Poster (2015, March)

Transcranial magnetic stimulation coupled to high-density electroencephalography (TMS-EEG) allows for directly and non-invasively stimulating the brain and recording the subsequent cortical response ... [more ▼]

Transcranial magnetic stimulation coupled to high-density electroencephalography (TMS-EEG) allows for directly and non-invasively stimulating the brain and recording the subsequent cortical response. Previous TMS-EEG studies have shown clear-cut differences between conscious and unconscious conditions.

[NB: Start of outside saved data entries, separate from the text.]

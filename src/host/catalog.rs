//! Catalog partitioning
//!
//! A group is a run of entries up to and including the next entry whose name
//! carries the boundary marker. The group's schedule is its first entry's.

use serde::Serialize;
use std::ops::Range;

use crate::errors::CatalogError;
use crate::protocol::{CatalogEntry, Schedule};

#[derive(Debug, Clone, Copy, PartialEq, Eq, Serialize)]
pub struct GroupPlan {
    pub index: usize,
    /// Catalog index of the group's first entry
    pub first: usize,
    pub len: usize,
    pub schedule: Schedule,
}

impl GroupPlan {
    pub fn range(&self) -> Range<usize> {
        self.first..self.first + self.len
    }

    pub fn entries<'a>(&self, catalog: &'a [CatalogEntry]) -> &'a [CatalogEntry] {
        &catalog[self.range()]
    }
}

/// Sub-tests in a group are addressed by a one-byte selector.
pub const MAX_GROUP_LEN: usize = u8::MAX as usize + 1;

/// Number of boundary-marked entries, i.e. the number of groups.
pub fn count_groups(catalog: &[CatalogEntry]) -> usize {
    catalog.iter().filter(|e| e.is_group_end()).count()
}

pub fn partition_groups(catalog: &[CatalogEntry]) -> Result<Vec<GroupPlan>, CatalogError> {
    if catalog.is_empty() {
        return Err(CatalogError::Empty);
    }

    let mut groups = Vec::with_capacity(count_groups(catalog));
    let mut first = 0;
    for (i, entry) in catalog.iter().enumerate() {
        if entry.is_group_end() {
            let len = i + 1 - first;
            if len > MAX_GROUP_LEN {
                return Err(CatalogError::GroupTooLarge {
                    len,
                    max: MAX_GROUP_LEN,
                });
            }
            groups.push(GroupPlan {
                index: groups.len(),
                first,
                len,
                schedule: catalog[first].schedule,
            });
            first = i + 1;
        }
    }

    if first < catalog.len() {
        return Err(CatalogError::UnterminatedGroup {
            trailing: catalog.len() - first,
        });
    }
    Ok(groups)
}
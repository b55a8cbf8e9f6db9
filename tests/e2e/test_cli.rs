//! CLI tests for the loopcheck binary

use super::helpers::*;
use assert_cmd::Command;
use loopcheck::config::FaultPlan;
use loopcheck::device::sim::reference_board;
use predicates::prelude::*;
use std::io::Write;

#[allow(deprecated)]
#[test]
fn test_cli_version() {
    let mut cmd = Command::cargo_bin("loopcheck").unwrap();
    cmd.arg("--version").assert().success();
}

#[allow(deprecated)]
#[test]
fn test_cli_help() {
    let mut cmd = Command::cargo_bin("loopcheck").unwrap();
    cmd.arg("--help")
        .assert()
        .success()
        .stdout(predicate::str::contains("emulate"));
}

#[allow(deprecated)]
#[test]
fn test_cli_missing_config_exit_code() {
    let mut cmd = Command::cargo_bin("loopcheck").unwrap();
    cmd.args(["-c", "/nonexistent/loopcheck.toml", "run"])
        .assert()
        .code(8);
}

#[allow(deprecated)]
#[test]
fn test_cli_rejects_bad_iterations() {
    let mut cmd = Command::cargo_bin("loopcheck").unwrap();
    cmd.args(["-c", "/nonexistent/loopcheck.toml", "run", "-n", "abc"])
        .assert()
        .failure();
}

#[allow(deprecated)]
#[tokio::test(flavor = "multi_thread", worker_threads = 2)]
async fn test_cli_run_writes_report() {
    let config = device_config(FaultPlan::default());
    let device = start_device(|| reference_board(&config).unwrap(), &config).await;

    let dir = tempfile::tempdir().unwrap();
    let mut file = tempfile::NamedTempFile::new().unwrap();
    write!(
        file,
        "[ports]\ninit_port = {}\ngroup_port_base = {}\n\n[host]\ndevice_addr = \"127.0.0.1\"\ndiscovery_timeout_ms = 2000\n",
        device.ports.init_port, device.ports.group_port_base
    )
    .unwrap();

    let config_path = file.path().to_path_buf();
    let out = dir.path().to_path_buf();
    let assert = tokio::task::spawn_blocking(move || {
        Command::cargo_bin("loopcheck")
            .unwrap()
            .env("NO_COLOR", "1")
            .arg("-c")
            .arg(&config_path)
            .args(["run", "-n", "2", "--format", "json", "--seed", "3", "-o"])
            .arg(&out)
            .assert()
    })
    .await
    .unwrap();

    assert
        .success()
        .stdout(predicate::str::contains("Report written to"));
    let reports: Vec<_> = std::fs::read_dir(dir.path())
        .unwrap()
        .filter_map(|e| e.ok())
        .filter(|e| e.path().extension().is_some_and(|ext| ext == "json"))
        .collect();
    assert_eq!(reports.len(), 1);
}

#[allow(deprecated)]
#[tokio::test(flavor = "multi_thread", worker_threads = 2)]
async fn test_cli_catalog_lists_groups() {
    let config = device_config(FaultPlan::default());
    let device = start_device(|| reference_board(&config).unwrap(), &config).await;

    let mut file = tempfile::NamedTempFile::new().unwrap();
    write!(
        file,
        "[ports]\ninit_port = {}\ngroup_port_base = {}\n\n[host]\ndevice_addr = \"127.0.0.1\"\ndiscovery_timeout_ms = 2000\n",
        device.ports.init_port, device.ports.group_port_base
    )
    .unwrap();

    let config_path = file.path().to_path_buf();
    let assert = tokio::task::spawn_blocking(move || {
        Command::cargo_bin("loopcheck")
            .unwrap()
            .env("NO_COLOR", "1")
            .arg("-c")
            .arg(&config_path)
            .arg("catalog")
            .assert()
    })
    .await
    .unwrap();

    assert
        .success()
        .stdout(predicate::str::contains("dac1 to adc3"))
        .stdout(predicate::str::contains("sequential"));
}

When subjects are unconscious, as in non-rapid eye movement (NREM) sleep early in the night (stage N3), anesthesia or coma, TMS typically triggers a stereotypical and local slow-wave response. When they are conscious, as in normal wakefulness and rapid eye movement sleep (REM) sleep, brain responses to TMS are long-lasting, widespread, complex, and differentiated. In this study, we performed TMS-EEG during NREM sleep in stage 2 (N2) and N3 on 7 healthy participants. Brain activity was recorded using a 60-channel TMS-compatible EEG and single-pulse TMS was applied (up to 285 pulses per session) on the superior parietal cortex. After each TMS session (5 to 15 sessions per night), subjects were awakened to ask for a dream report. TMS-EEG responses were analyzed using the global mean field amplitude (GMFA), the perturbational complexity index (PCI), as well as time-frequency measures. Our results show that the TMS-EEG response during N3 is larger and slower than during N2 sleep. The GMFA is higher and PCI is lower in N3 as compared to N2 sleep. Moreover, N3 recordings showed activation at lower frequency bands after TMS as compared to N2 sleep. Additionally, TMS-EEG responses vary depending on whether subjects do or do not report a dream. TMS-EEG might provide valuable information for characterizing neurophysiological fluctuations and levels of consciousness within NREM sleep. [less ▲]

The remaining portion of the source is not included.